**Task requirements:**
Your answer needs to include each line of the records in which the string "async" can be found.

**Supplied entries:**

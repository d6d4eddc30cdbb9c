//! HasManyThrough Relationship - parent has many related rows via an intermediate model
//!
//! ```text
//! countries.id (local_key)       <- users.country_id (foreign_key)
//! users.id (through_local_key)   <- posts.user_id (through_foreign_key)
//! ```
//!
//! The join to the through table is part of the base query, so any scoping
//! filter narrows an already joined universe. Each row also selects the
//! through table's foreign key as `through_<column>`, which is what a batch
//! is grouped by.
//!
//! The relation is read-only: a related row has no single foreign key that
//! points at the declaring model.

use once_cell::sync::OnceCell;
use serde_json::Value;
use tracing::debug;

use super::keys::{resolve_foreign_key, resolve_local_key};
use super::metadata::{GroupKey, RelationDefinition, RelationType, ThroughDefinition};
use super::options::HasManyThroughOptions;
use super::traits::RelationContract;
use crate::backends::Database;
use crate::error::{ModelError, ModelResult};
use crate::model::{ModelInstance, ModelRegistry, ModelSchema};
use crate::query::QueryBuilder;

#[derive(Debug)]
pub struct HasManyThrough {
    name: String,
    options: HasManyThroughOptions,
    definition: OnceCell<RelationDefinition>,
}

impl HasManyThrough {
    pub fn new(name: &str, options: HasManyThroughOptions) -> Self {
        Self {
            name: name.to_string(),
            options,
            definition: OnceCell::new(),
        }
    }

    pub fn through_model(&self) -> &str {
        &self.options.through_model
    }

    /// Always fails with `RelationSaveUnsupported`
    pub async fn save(
        &self,
        _owner: &ModelSchema,
        _registry: &ModelRegistry,
        _parent: &ModelInstance,
        _child: &mut ModelInstance,
        _db: &Database,
    ) -> ModelResult<()> {
        Err(self.save_unsupported())
    }

    /// Always fails with `RelationSaveUnsupported`
    pub async fn create(
        &self,
        _owner: &ModelSchema,
        _registry: &ModelRegistry,
        _parent: &ModelInstance,
        _attributes: Value,
        _db: &Database,
    ) -> ModelResult<ModelInstance> {
        Err(self.save_unsupported())
    }

    fn save_unsupported(&self) -> ModelError {
        ModelError::RelationSaveUnsupported {
            relation: self.name.clone(),
            kind: RelationType::HasManyThrough.to_string(),
        }
    }

    fn through_alias(definition: &RelationDefinition) -> String {
        format!("through_{}", definition.foreign_key.column)
    }
}

impl RelationContract for HasManyThrough {
    fn name(&self) -> &str {
        &self.name
    }

    fn relation_type(&self) -> RelationType {
        RelationType::HasManyThrough
    }

    fn related_model(&self) -> &str {
        &self.options.related_model
    }

    fn boot(&self, owner: &ModelSchema, registry: &ModelRegistry) -> ModelResult<&RelationDefinition> {
        self.definition.get_or_try_init(|| {
            let related = registry.get(&self.options.related_model)?;
            let through = registry.get(&self.options.through_model)?;
            let naming = owner.naming();

            let local_key = resolve_local_key(
                owner,
                &self.name,
                self.options.local_key.as_deref(),
                owner.primary_key(),
            )?;
            let default_foreign_key = naming.relation_foreign_key(owner.name(), owner.primary_key());
            let foreign_key = resolve_foreign_key(
                &through,
                &self.name,
                self.options.foreign_key.as_deref(),
                &default_foreign_key,
            )?;
            let through_local_key = resolve_local_key(
                &through,
                &self.name,
                self.options.through_local_key.as_deref(),
                through.primary_key(),
            )?;
            let default_through_foreign_key =
                naming.relation_foreign_key(through.name(), through.primary_key());
            let through_foreign_key = resolve_foreign_key(
                &related,
                &self.name,
                self.options.through_foreign_key.as_deref(),
                &default_through_foreign_key,
            )?;

            debug!(
                model = owner.name(),
                relation = %self.name,
                kind = "hasManyThrough",
                local_key = %local_key.attribute,
                foreign_key = %foreign_key.attribute,
                through_local_key = %through_local_key.attribute,
                through_foreign_key = %through_foreign_key.attribute,
                "relation booted"
            );

            Ok(RelationDefinition {
                relation_name: self.name.clone(),
                relation_type: RelationType::HasManyThrough,
                related_model: related.name().to_string(),
                related_table: related.table().to_string(),
                local_key,
                foreign_key,
                pivot: None,
                through: Some(ThroughDefinition {
                    through_model: through.name().to_string(),
                    through_table: through.table().to_string(),
                    through_local_key,
                    through_foreign_key,
                }),
            })
        })
    }

    fn is_booted(&self) -> bool {
        self.definition.get().is_some()
    }

    fn base_query(&self, definition: &RelationDefinition) -> QueryBuilder {
        let related = &definition.related_table;
        let query = QueryBuilder::table(related).select(&format!("{}.*", related));

        match &definition.through {
            Some(through) => query
                .select(&format!(
                    "{} AS {}",
                    definition.foreign_key.qualified(&through.through_table),
                    Self::through_alias(definition)
                ))
                .join(
                    &through.through_table,
                    &through.through_local_key.qualified(&through.through_table),
                    &through.through_foreign_key.qualified(related),
                ),
            None => query,
        }
    }

    fn scope_column(&self, definition: &RelationDefinition) -> String {
        match &definition.through {
            Some(through) => definition.foreign_key.qualified(&through.through_table),
            None => definition.foreign_key.qualified(&definition.related_table),
        }
    }

    fn group_key(&self, definition: &RelationDefinition) -> GroupKey {
        GroupKey::Extra(Self::through_alias(definition))
    }
}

**Output of the task:**
    pub async fn save(
    pub async fn create(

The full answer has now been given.